Google Ad Manager launches DAI Prefetch for live events

Google Ad Manager launches DAI Prefetch for live events
DAI Prefetch for live events

Google last week launched DAI Prefetch for live events, a new product from Google Ad Manager designed OTT publishers. Google is now able to fetch the subsequent ads based on information such as ad break duration.

Live events are challenging for programmatic digital ads. Live events have millions of concurrent viewers, unknown commercial break times, and ad request spikes that occur simultaneously. DAI (Dynamic Ad Insertion) is a server-side ad insertion platform that maintains the TV-like experience.

DAI is used for linear video, live events, and video-on-demand programming.

Peentoo Patel, Group Product Manager - Google Ad Manager at Google wrote that "DAI Prefetch for live events uses a 2-staged approach, first allowing partners to prefetch a portion of their next ad break, say the first ad for each viewer, at the end of the prior ad break.
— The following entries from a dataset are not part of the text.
//! HTTP module store.
//!
//! Talks to the module server that hosts the workbench:
//!
//! - `GET  {base}/loadIndex`  → JSON array of module summaries
//! - `POST {base}/saveModule` → JSON `{ "module": ..., "content": ... }`
//! - `GET  {base}/exit`       → asks the server to shut down

use std::time::Duration;

use async_trait::async_trait;
use log::{debug, info, warn};

use crate::store::{ModuleStore, ModuleSummary, SaveRequest, StoreError};

pub struct HttpStore {
    base_url: String,
    client: reqwest::Client,
}

impl HttpStore {
    pub fn new(base_url: String, timeout: Duration) -> Result<Self, StoreError> {
        let client = reqwest::Client::builder()
            .timeout(timeout)
            .build()
            .map_err(|e| StoreError::Config(e.to_string()))?;
        Ok(Self {
            base_url: base_url.trim_end_matches('/').to_string(),
            client,
        })
    }

    pub fn base_url(&self) -> &str {
        &self.base_url
    }

    /// Maps a non-success response to `StoreError::Api`, passing successes through.
    async fn check_status(
        response: reqwest::Response,
        what: &str,
    ) -> Result<reqwest::Response, StoreError> {
        debug!("{} response status: {}", what, response.status());

        if !response.status().is_success() {
            let status = response.status().as_u16();
            let err_body = response
                .text()
                .await
                .unwrap_or_else(|_| "unknown error".to_string());
            warn!("{} failed: {} - {}", what, status, err_body);
            return Err(StoreError::Api {
                status,
                message: err_body,
            });
        }

        Ok(response)
    }
}

#[async_trait]
impl ModuleStore for HttpStore {
    fn name(&self) -> &str {
        "http"
    }

    async fn fetch_index(&self) -> Result<Vec<ModuleSummary>, StoreError> {
        let response = self
            .client
            .get(format!("{}/loadIndex", self.base_url))
            .send()
            .await
            .map_err(|e| StoreError::Network(e.to_string()))?;
        let response = Self::check_status(response, "loadIndex").await?;

        let body = response
            .text()
            .await
            .map_err(|e| StoreError::Network(e.to_string()))?;
        let entries: Vec<ModuleSummary> =
            serde_json::from_str(&body).map_err(|e| StoreError::Parse(e.to_string()))?;

        info!("Fetched index: {} modules", entries.len());
        Ok(entries)
    }

    async fn save_module(&self, request: SaveRequest) -> Result<(), StoreError> {
        info!("Saving module '{}'", request.module);
        let response = self
            .client
            .post(format!("{}/saveModule", self.base_url))
            .json(&request)
            .send()
            .await
            .map_err(|e| StoreError::Network(e.to_string()))?;
        Self::check_status(response, "saveModule").await?;
        Ok(())
    }

    async fn stop_server(&self) -> Result<(), StoreError> {
        warn!("Requesting server exit at {}", self.base_url);
        let response = self
            .client
            .get(format!("{}/exit", self.base_url))
            .send()
            .await
            .map_err(|e| StoreError::Network(e.to_string()))?;
        Self::check_status(response, "exit").await?;
        Ok(())
    }
}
Then, when the ad break begins, Ad Manager serves the first ad that was prefetched and in parallel fetches the subsequent ads based on information such as ad break duration or custom parameters related to events in a game like a goal or a touchdown."

According to Google, DAI Prefetch distributes ad requests more evenly and accommodates longer ad decisioning times, which helps solve for surges in traffic during live events.
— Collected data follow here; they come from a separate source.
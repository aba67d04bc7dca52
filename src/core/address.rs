//! # Addresses
//!
//! An [`Address`] names a navigable location: a module plus an optional
//! element identifier inside it. The location bar carries it as a fragment:
//!
//! ```text
//! #<module>               module only
//! #<module>:<identifier>  element inside a module
//! ```
//!
//! No escaping is performed. Modules and identifiers must not contain `#`,
//! and modules must not contain `:`. Callers are trusted with that.

use std::fmt;
use std::hash::{Hash, Hasher};

/// A (module, identifier) pair. An empty module means "no selection".
#[derive(Debug, Clone, Default)]
pub struct Address {
    module: String,
    identifier: Option<String>,
}

impl Address {
    /// Builds an address. An empty identifier is normalized to absent.
    pub fn new(module: impl Into<String>, identifier: Option<&str>) -> Self {
        Self {
            module: module.into(),
            identifier: identifier.filter(|i| !i.is_empty()).map(str::to_string),
        }
    }

    /// The address that selects nothing.
    pub fn unset() -> Self {
        Self::default()
    }

    pub fn module(&self) -> &str {
        &self.module
    }

    pub fn identifier(&self) -> Option<&str> {
        self.identifier.as_deref()
    }

    pub fn is_set(&self) -> bool {
        !self.module.is_empty()
    }

    /// Canonical fragment form, see [`encode`].
    pub fn encode(&self) -> String {
        encode(&self.module, self.identifier())
    }
}

// Absent and empty identifiers compare equal.
impl PartialEq for Address {
    fn eq(&self, other: &Self) -> bool {
        self.module == other.module
            && self.identifier().unwrap_or("") == other.identifier().unwrap_or("")
    }
}

impl Eq for Address {}

impl Hash for Address {
    fn hash<H: Hasher>(&self, state: &mut H) {
        self.module.hash(state);
        self.identifier().unwrap_or("").hash(state);
    }
}

impl fmt::Display for Address {
    fn fmt(&self, f: &mut fmt::Formatter<'_>) -> fmt::Result {
        match self.identifier() {
            Some(ident) => write!(f, "{}:{}", self.module, ident),
            None => write!(f, "{}", self.module),
        }
    }
}

/// Encodes `module` and `identifier` as `#module` or `#module:identifier`.
pub fn encode(module: &str, identifier: Option<&str>) -> String {
    match identifier {
        Some(ident) if !ident.is_empty() => format!("#{module}:{ident}"),
        _ => format!("#{module}"),
    }
}

/// Decodes a `#module:identifier` fragment into an [`Address`].
///
/// The module runs up to the first `:`, the identifier is the rest. Input
/// that does not start with `#`, or has an empty module segment, decodes
/// to [`Address::unset`].
pub fn decode(raw: &str) -> Address {
    let Some(fragment) = raw.strip_prefix('#') else {
        return Address::unset();
    };
    let (module, identifier) = match fragment.split_once(':') {
        Some((module, rest)) => (module, Some(rest)),
        None => (fragment, None),
    };
    if module.is_empty() {
        return Address::unset();
    }
    Address::new(module, identifier)
}

#[cfg(test)]
mod tests {
    use super::*;

    #[test]
    fn test_encode_module_only() {
        assert_eq!(encode("beta", None), "#beta");
        assert_eq!(encode("beta", Some("")), "#beta");
    }

    #[test]
    fn test_encode_with_identifier() {
        assert_eq!(encode("beta", Some("x")), "#beta:x");
    }

    #[test]
    fn test_decode_module_and_identifier() {
        let addr = decode("#beta:x");
        assert_eq!(addr.module(), "beta");
        assert_eq!(addr.identifier(), Some("x"));
    }

    #[test]
    fn test_decode_trailing_colon_normalizes_identifier() {
        let addr = decode("#beta:");
        assert_eq!(addr.module(), "beta");
        assert_eq!(addr.identifier(), None);
    }

    #[test]
    fn test_decode_identifier_keeps_later_colons() {
        let addr = decode("#beta:x:y");
        assert_eq!(addr.module(), "beta");
        assert_eq!(addr.identifier(), Some("x:y"));
    }

    #[test]
    fn test_decode_malformed_is_unset() {
        for raw in ["", "beta", "#", "#:x", "beta:x"] {
            assert!(!decode(raw).is_set(), "expected unset for {raw:?}");
        }
    }

    #[test]
    fn test_decode_requires_leading_hash() {
        for raw in ["beta#x", "junk#m:i", "http://localhost:4000/index.html#alpha:Root", " #alpha"] {
            assert!(!decode(raw).is_set(), "expected unset for {raw:?}");
        }
    }

    #[test]
    fn test_round_trip() {
        let cases = [
            ("alpha", None),
            ("alpha", Some("x")),
            ("Mixed_Case.mod", Some("a/b c:d")),
            ("m", Some("")),
        ];
        for (module, ident) in cases {
            let addr = Address::new(module, ident);
            assert_eq!(decode(&addr.encode()), addr, "round trip of {addr}");
        }
    }

    #[test]
    fn test_absent_and_empty_identifier_are_equal() {
        let a = Address {
            module: "m".to_string(),
            identifier: Some(String::new()),
        };
        let b = Address::new("m", None);
        assert_eq!(a, b);
    }

    #[test]
    fn test_display() {
        assert_eq!(Address::new("beta", Some("x")).to_string(), "beta:x");
        assert_eq!(Address::new("beta", None).to_string(), "beta");
    }
}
Google says sports publishers like SonyLiv, World Surf League, and ABC TV (JP) are using Dynamic Ad Insertion with prefetch to monetize their live events. SonyLiv uses DAI to deliver ads to its live stream viewers across screens, including for its India tour of West Indies 2019 cricket match. World Surf League uses DAI Prefetch to deliver ad experiences for its live surfing events. And ABC TV uses DAI and DAI Prefetch to power ads for live stream events, including their Japanese National High School Baseball Championship Tournament known as Summer Koshien.

“We were able to use DAI to provide a quality user experience and absolutely no buffering—even with sudden traffic spikes during the live event,” says Yasuharu Ikeda, Section Chief of Content Strategy Department, General Programming Division at ABC TV.